British retailer M&S reportedly set to claim £100 million from insurers after cyberattack

Marks & Spencer (M&S) may reportedly file an insurance claim of up to £100 million ($133 million) as a result of last month’s cyberattack — a testament to the dramatic disruption an incident can have.

The company, a constituent of the FTSE 100 Index, first announced it was managing a cyber incident following the Easter weekend in April. Its app and online shopping are still unavailable, customers have been warned their data may have been compromised, and shelves at stores are sporadically empty due to stocking challenges.

As first reported by the Financial Times newspaper, the attack driving the insurance claim may have cost M&S more than £60 million (about $79.7 million) to date based just on the loss of its daily online sales.
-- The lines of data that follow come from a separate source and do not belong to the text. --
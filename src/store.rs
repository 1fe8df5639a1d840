//! State for the reviews browser.
//!
//! Both states are plain values updated by pure `apply` transitions.
//! [`ReviewsStore`] owns a [`ReviewState`] and drives it from a
//! [`ReviewsApi`].

use crate::reviews::{FilterState, RatingFilter, Review, ReviewsApi};

/// A change to the filters.
#[derive(Debug, Clone, PartialEq, Eq)]
pub enum FilterAction {
    /// Replace the search text.
    SetKeyword(String),
    /// Replace the star filter.
    SetRating(RatingFilter),
    /// Jump to a 1-based page.
    SetPage(u32),
    /// Back to an empty keyword, any rating, page 1.
    Reset,
}

impl FilterState {
    /// Returns the filters after `action`.
    ///
    /// # Examples
    ///
    /// ```
    /// use reviewfetch::reviews::{FilterState, RatingFilter};
    /// use reviewfetch::store::FilterAction;
    ///
    /// let filters = FilterState::default()
    ///     .apply(FilterAction::SetKeyword("crash".into()))
    ///     .apply(FilterAction::SetRating(RatingFilter::Stars(1)));
    /// assert_eq!(filters.keyword, "crash");
    /// assert_eq!(filters.apply(FilterAction::Reset), FilterState::default());
    /// ```
    pub fn apply(self, action: FilterAction) -> Self {
        match action {
            FilterAction::SetKeyword(keyword) => Self { keyword, ..self },
            FilterAction::SetRating(rating) => Self { rating, ..self },
            FilterAction::SetPage(page) => Self { page, ..self },
            FilterAction::Reset => Self::default(),
        }
    }
}

/// What the reviews list shows.
#[derive(Debug, Clone, PartialEq, Default)]
pub struct ReviewState {
    /// Every review loaded so far, in page order.
    pub reviews: Vec<Review>,
    /// The subset currently shown.
    pub filtered_reviews: Vec<Review>,
    /// A fetch is in flight.
    pub is_loading: bool,
    /// Message of the last failed fetch.
    pub error: Option<String>,
    /// Reviews matching the filters across all pages.
    pub total_count: u64,
    /// 0 until the first page has loaded.
    pub current_page: u32,
    /// Whether another page can be loaded.
    pub has_more: bool,
}

/// A change to the review list.
#[derive(Debug, Clone, PartialEq)]
pub enum ReviewAction {
    /// Mark a fetch as started or finished.
    SetLoading(bool),
    /// Record or clear the error message.
    SetError(Option<String>),
    /// Replace the list with a first page.
    SetReviews {
        reviews: Vec<Review>,
        total_count: u64,
        has_more: bool,
    },
    /// Add a following page to the list.
    AppendReviews { reviews: Vec<Review>, has_more: bool },
    /// Replace only the shown subset.
    SetFilteredReviews(Vec<Review>),
    /// Move to the next page number.
    IncrementPage,
    /// Back to page 1.
    ResetPage,
}

impl ReviewState {
    /// Returns the state after `action`.
    pub fn apply(self, action: ReviewAction) -> Self {
        match action {
            ReviewAction::SetLoading(is_loading) => Self { is_loading, ..self },
            ReviewAction::SetError(error) => Self { error, ..self },
            ReviewAction::SetReviews {
                reviews,
                total_count,
                has_more,
            } => Self {
                filtered_reviews: reviews.clone(),
                reviews,
                total_count,
                has_more,
                current_page: 1,
                is_loading: false,
                error: None,
            },
            ReviewAction::AppendReviews { reviews, has_more } => {
                let mut all = self.reviews;
                all.extend(reviews);
                Self {
                    filtered_reviews: all.clone(),
                    reviews: all,
                    has_more,
                    is_loading: false,
                    ..self
                }
            }
            ReviewAction::SetFilteredReviews(filtered_reviews) => Self {
                filtered_reviews,
                ..self
            },
            ReviewAction::IncrementPage => Self {
                current_page: self.current_page.saturating_add(1),
                ..self
            },
            ReviewAction::ResetPage => Self {
                current_page: 1,
                ..self
            },
        }
    }
}

/// Holds the review list and loads pages into it.
///
/// # Examples
///
/// ```no_run
/// use reviewfetch::reviews::{FilterState, ReviewsApi};
/// use reviewfetch::store::ReviewsStore;
///
/// # async fn example() -> Result<(), reviewfetch::Error> {
/// let api = ReviewsApi::new(ReviewsApi::client_builder()?.build()?);
/// let mut store = ReviewsStore::new(api);
///
/// let filters = FilterState::default();
/// store.load(&filters, false).await;
/// while store.state().has_more {
///     store.load_more(&filters).await;
/// }
/// println!("{} reviews loaded", store.state().reviews.len());
/// # Ok(())
/// # }
/// ```
pub struct ReviewsStore {
    api: ReviewsApi,
    state: ReviewState,
}

impl ReviewsStore {
    /// Creates a store with an empty list that fetches through `api`.
    pub fn new(api: ReviewsApi) -> Self {
        Self {
            api,
            state: ReviewState::default(),
        }
    }

    /// The current state.
    pub fn state(&self) -> &ReviewState {
        &self.state
    }

    /// Applies `action` to the held state.
    pub fn dispatch(&mut self, action: ReviewAction) {
        self.state = std::mem::take(&mut self.state).apply(action);
    }

    /// Fetches the page `filters` point at.
    ///
    /// With `append` the page is added to the list, otherwise it replaces it.
    /// A failed fetch leaves the list alone and records the error message.
    pub async fn load(&mut self, filters: &FilterState, append: bool) {
        self.dispatch(ReviewAction::SetLoading(true));
        self.dispatch(ReviewAction::SetError(None));

        match self.api.fetch(filters, None).await {
            Ok(page) => {
                let has_more = page.has_more();
                let action = if append {
                    ReviewAction::AppendReviews {
                        reviews: page.reviews,
                        has_more,
                    }
                } else {
                    ReviewAction::SetReviews {
                        reviews: page.reviews,
                        total_count: page.total,
                        has_more,
                    }
                };
                self.dispatch(action);
            }
            Err(e) => {
                tracing::warn!(error = %e, page = filters.page, "Failed to load reviews");
                self.dispatch(ReviewAction::SetError(Some(e.to_string())));
                self.dispatch(ReviewAction::SetLoading(false));
            }
        }
    }

    /// Loads the page after the current one and appends it.
    pub async fn load_more(&mut self, filters: &FilterState) {
        let next = filters
            .clone()
            .apply(FilterAction::SetPage(self.state.current_page.saturating_add(1)));
        self.dispatch(ReviewAction::IncrementPage);
        self.load(&next, true).await;
    }
}

#[cfg(test)]
mod tests {
    use super::*;

    fn review(id: &str) -> Review {
        Review {
            id: id.into(),
            rating: 4,
            title: String::new(),
            body: String::new(),
            author: String::new(),
            date: "2024-01-01".into(),
            version: "1.0".into(),
            country: "US".into(),
            store: "apple".into(),
            product_name: "Widget".into(),
            has_response: false,
            is_deleted: false,
            original_title: None,
            original_review: None,
        }
    }

    #[test]
    fn test_filter_updates_keep_other_fields() {
        let filters = FilterState::default()
            .apply(FilterAction::SetPage(3))
            .apply(FilterAction::SetKeyword("slow".into()));
        assert_eq!(filters.page, 3);
        assert_eq!(filters.keyword, "slow");
        assert_eq!(filters.rating, RatingFilter::All);
    }

    #[test]
    fn test_set_reviews_resets_page_and_error() {
        let state = ReviewState {
            error: Some("boom".into()),
            current_page: 4,
            is_loading: true,
            ..ReviewState::default()
        }
        .apply(ReviewAction::SetReviews {
            reviews: vec![review("a")],
            total_count: 10,
            has_more: true,
        });

        assert_eq!(state.current_page, 1);
        assert_eq!(state.error, None);
        assert!(!state.is_loading);
        assert_eq!(state.total_count, 10);
        assert_eq!(state.filtered_reviews, state.reviews);
    }

    #[test]
    fn test_append_extends_list() {
        let state = ReviewState::default()
            .apply(ReviewAction::SetReviews {
                reviews: vec![review("a")],
                total_count: 2,
                has_more: true,
            })
            .apply(ReviewAction::IncrementPage)
            .apply(ReviewAction::AppendReviews {
                reviews: vec![review("b")],
                has_more: false,
            });

        let ids: Vec<_> = state.reviews.iter().map(|r| r.id.as_str()).collect();
        assert_eq!(ids, ["a", "b"]);
        assert_eq!(state.filtered_reviews.len(), 2);
        assert_eq!(state.current_page, 2);
        assert_eq!(state.total_count, 2);
        assert!(!state.has_more);
    }

    #[test]
    fn test_filtered_reviews_and_page_reset() {
        let state = ReviewState::default()
            .apply(ReviewAction::SetFilteredReviews(vec![review("z")]))
            .apply(ReviewAction::IncrementPage)
            .apply(ReviewAction::IncrementPage)
            .apply(ReviewAction::ResetPage);
        assert_eq!(state.filtered_reviews.len(), 1);
        assert!(state.reviews.is_empty());
        assert_eq!(state.current_page, 1);
    }

    #[test]
    fn test_increment_page_stops_at_max() {
        let state = ReviewState {
            current_page: u32::MAX,
            ..ReviewState::default()
        }
        .apply(ReviewAction::IncrementPage);
        assert_eq!(state.current_page, u32::MAX);
    }
}
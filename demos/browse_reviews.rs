//! Example paging through app-store reviews.
//!
//! This example shows how to:
//! - Configure a client for the reviews endpoint
//! - Update filters with actions
//! - Load a first page and append the following ones
//!
//! Run with: `cargo run --example browse_reviews -- [keyword] [rating]`

use reviewfetch::reviews::{FilterState, RatingFilter, ReviewsApi};
use reviewfetch::store::{FilterAction, ReviewsStore};

#[tokio::main]
async fn main() -> Result<(), Box<dyn std::error::Error>> {
    tracing_subscriber::fmt()
        .with_env_filter("reviewfetch=info,browse_reviews=info")
        .init();

    let mut args = std::env::args().skip(1);
    let keyword = args.next().unwrap_or_default();
    let rating: RatingFilter = args.next().as_deref().unwrap_or("all").parse()?;

    let client = ReviewsApi::client_builder()?.build()?;
    let mut store = ReviewsStore::new(ReviewsApi::new(client));

    let filters = FilterState::default()
        .apply(FilterAction::SetKeyword(keyword))
        .apply(FilterAction::SetRating(rating));

    store.load(&filters, false).await;
    for _ in 0..2 {
        if !store.state().has_more {
            break;
        }
        store.load_more(&filters).await;
    }

    let state = store.state();
    if let Some(error) = &state.error {
        eprintln!("Could not load reviews: {}", error);
        return Ok(());
    }

    println!(
        "Loaded {} of {} reviews ({} pages)",
        state.reviews.len(),
        state.total_count,
        state.current_page
    );
    for review in &state.reviews {
        println!(
            "{} {} [{}] {}: {}",
            review.date,
            "*".repeat(review.rating as usize),
            review.country,
            review.author,
            review.title
        );
    }

    Ok(())
}
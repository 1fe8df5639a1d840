//! Error types for review API calls.
//!
//! Every failure a request can end in is a variant of [`Error`]. HTTP status
//! failures keep the resolved URL, the response headers and whatever could be
//! parsed out of the error body, so callers can present or log them without
//! re-issuing the request.

use crate::parse::{ParseMode, Payload};
use http::{HeaderMap, StatusCode};
use std::time::Duration;
use url::Url;

/// Boxed error returned by [`RequestObserver`](crate::RequestObserver) hooks.
pub type BoxError = Box<dyn std::error::Error + Send + Sync>;

/// The main error type for review API calls.
///
/// # Examples
///
/// ```no_run
/// use reviewfetch::{Client, Error, RequestOptions};
///
/// # async fn example() -> Result<(), Error> {
/// let client = Client::builder()
///     .base_url("https://api.example.com")?
///     .build()?;
///
/// match client.get::<serde_json::Value>("/reviews", RequestOptions::new()).await {
///     Ok(response) => println!("Success: {:?}", response.data),
///     Err(Error::HttpError { status, message, url, .. }) => {
///         eprintln!("{} failed with {}: {}", url, status, message);
///     }
///     Err(Error::Cancelled) => eprintln!("Request was cancelled"),
///     Err(e) => eprintln!("Other error: {}", e),
/// }
/// # Ok(())
/// # }
/// ```
#[derive(thiserror::Error, Debug)]
pub enum Error {
    /// A low-level transport failure (connection refused, DNS lookup failed,
    /// connection reset while reading the body, ...).
    #[error("Network error: {0}")]
    Network(#[source] reqwest::Error),

    /// The attempt did not settle within its timeout.
    #[error("Request timed out after {0:?}")]
    Timeout(Duration),

    /// The caller's cancellation token fired. Never retried.
    #[error("Request cancelled by caller")]
    Cancelled,

    /// The server answered with a non-2xx status.
    #[error("HTTP error {status}: {message}")]
    HttpError {
        /// Message taken from the error body's `error` field, or `"<code> <reason>"`.
        message: String,
        /// The HTTP status code
        status: StatusCode,
        /// The error body, when it could be read
        body: Option<Payload>,
        /// The resolved request URL
        url: Url,
        /// The response headers
        headers: HeaderMap,
    },

    /// The response body did not match the parse mode.
    #[error("Failed to decode response as {mode} (status {status}): {message}")]
    Decode {
        /// The parse mode that was applied
        mode: ParseMode,
        /// The HTTP status code of the response
        status: StatusCode,
        /// What the decoder reported
        message: String,
    },

    /// The request path or base URL could not be resolved.
    #[error("Invalid URL: {0}")]
    InvalidUrl(#[from] url::ParseError),

    /// Invalid configuration was provided, such as a bad header name.
    #[error("Configuration error: {0}")]
    ConfigurationError(String),

    /// The request body could not be serialized.
    #[error("Failed to serialize request: {0}")]
    SerializationFailed(String),

    /// A request or response observer failed.
    #[error("Observer failed during {stage}: {source}")]
    Observer {
        /// `"request"` or `"response"`
        stage: &'static str,
        /// The observer's own error
        #[source]
        source: BoxError,
    },
}

impl Error {
    /// Returns `true` if this error is transient under the default policy.
    ///
    /// HTTP 408, 429 and 5xx responses, transport failures and timeouts are
    /// retryable. Caller cancellation, decode failures and configuration
    /// problems are not.
    ///
    /// # Examples
    ///
    /// ```
    /// use reviewfetch::Error;
    /// use http::{HeaderMap, StatusCode};
    ///
    /// let err = Error::HttpError {
    ///     message: "503 Service Unavailable".to_string(),
    ///     status: StatusCode::SERVICE_UNAVAILABLE,
    ///     body: None,
    ///     url: "https://api.example.com/reviews".parse().unwrap(),
    ///     headers: HeaderMap::new(),
    /// };
    /// assert!(err.is_retryable());
    /// assert!(!Error::Cancelled.is_retryable());
    /// ```
    pub fn is_retryable(&self) -> bool {
        match self {
            Error::Network(_) => true,
            Error::Timeout(_) => true,
            Error::HttpError { status, .. } => {
                let code = status.as_u16();
                code == 408 || code == 429 || status.is_server_error()
            }
            Error::Cancelled => false,
            Error::Decode { .. } => false,
            Error::InvalidUrl(_) => false,
            Error::ConfigurationError(_) => false,
            Error::SerializationFailed(_) => false,
            Error::Observer { .. } => false,
        }
    }

    /// Returns `true` if the caller cancelled the request.
    pub fn is_cancelled(&self) -> bool {
        matches!(self, Error::Cancelled)
    }

    /// Returns the HTTP status code if this error has one.
    pub fn status(&self) -> Option<StatusCode> {
        match self {
            Error::HttpError { status, .. } => Some(*status),
            Error::Decode { status, .. } => Some(*status),
            Error::Network(e) => e.status(),
            _ => None,
        }
    }

    /// Returns the request URL, when it is known.
    pub fn url(&self) -> Option<&Url> {
        match self {
            Error::HttpError { url, .. } => Some(url),
            Error::Network(e) => e.url(),
            _ => None,
        }
    }

    /// Returns the response headers of an HTTP status failure.
    pub fn headers(&self) -> Option<&HeaderMap> {
        match self {
            Error::HttpError { headers, .. } => Some(headers),
            _ => None,
        }
    }

    /// Returns the parsed error body of an HTTP status failure.
    pub fn body(&self) -> Option<&Payload> {
        match self {
            Error::HttpError { body, .. } => body.as_ref(),
            _ => None,
        }
    }
}

/// A specialized `Result` type for review API calls.
pub type Result<T> = std::result::Result<T, Error>;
The company’s insurance policy reportedly allows it to claim up to £100 million. M&S shares rose more than 2.4% following the news of the potential insurance claim.

“Cyber insurance policies don’t just cover the costs of bringing in incident responders or third-party liabilities, but also the policy holder’s loss of gross profit due to an insured event,” explained Craig Dunn, the head of underwriting at insurance and cybersecurity firm Stoïk.

Gross profits are revenues after subtracting any variable costs that can be avoided if there's a system outage. For example, while most employee costs are covered, the cost of producing clothing or a packet of biscuits is not, as they can still be sold at a later date. According to its annual report for last year, the company had a gross profit of over £4.5 billion (more than $5.9 billion), Dunn said.

Assuming stores are open 357 days a year — excluding the eight bank holidays in the United Kingdom — Dunn estimated daily gross profit at about £12.8 million (more than $17 million).  

“Thus if they sold nothing for an eight day period, they could lose in excess of £100 million [$132.9 million],” he said.

“In this case, since they haven’t suffered a complete outage, let’s assume they’ve had 25% less revenue per day than normal. This would equate to a lost gross profit per day of £3.2 million [$4.25 million].”

M&S first reported problems over the holiday weekend. Although the estimate can’t account for seasonality or the true impact the incident has had on the company’s sales, assuming a 25% drop over the 24 days since Easter Sunday, M&S could have lost more than £76 million ($101 million) in gross profit.

“What is surprising here is typically insurers will want companies of M&S’ size to have tested business continuity plans that cover events like ransomware attacks,” Dunn said.

“It goes without saying that whatever continuity plan M&S may have had does not seem to have worked, which brings into question the robustness of this plan and whether it was tested. If it turns out that insurers did ask them if they had a tested continuity plan that covered their entire organisation, and what they told their insurers was different from reality, this could lead to at least part of the claim being denied.”

M&S and Allianz, one of the company’s insurers, declined to comment. 

The nature of the attack on M&S has not yet been confirmed. It occurred shortly before similar incidents affecting British retail group the Co-op and the luxury store Harrods in London.

All three attacks have been claimed by the DragonForce ransomware group, but such groups are known to make false claims and there has been no independent confirmation of the nature of the attacks.

Britain’s National Cyber Security Centre (NCSC) said it is “not yet in a position to say if these attacks are linked, if this is a concerted campaign by a single actor or whether there is no link between them at all.” 

“We are working with the victims and law enforcement colleagues to ascertain that,” they said.

If the incidents are ransomware attacks, both the British and the U.S.governments have been outspoken in their desires that the insurance industry does not fund any extortion payments, although doing so is not illegal.

British officials have hoped to engage with the industry to try and drive better security outcomes, including by reviewing alternatives to paying.

Edward Lewis, the chief executive at cyber consultancy CyExcel, told Recorded Future News that insurance “undoubtedly has a significant role to play in helping organisations prepare for and recover from cyberattacks, but any government policy that focuses only on insurance to drive security outcomes, and not on close regulation of cyber practices in critical organisations, requires a rethink.”

Lewis stressed that “simply having an insurance policy will not prevent attacks” and noted “some ransomware perpetrators have been known to deliberately target well-insured companies in the hope of a greater chance of a payout.”

“This attack — and attacks on others in the retail sector leaving remote conurbations without access to food — and recent attacks on critical health organisations, shines a bright light on the need for government policies to robustly focus on preventative, not reactive, measures,” he said.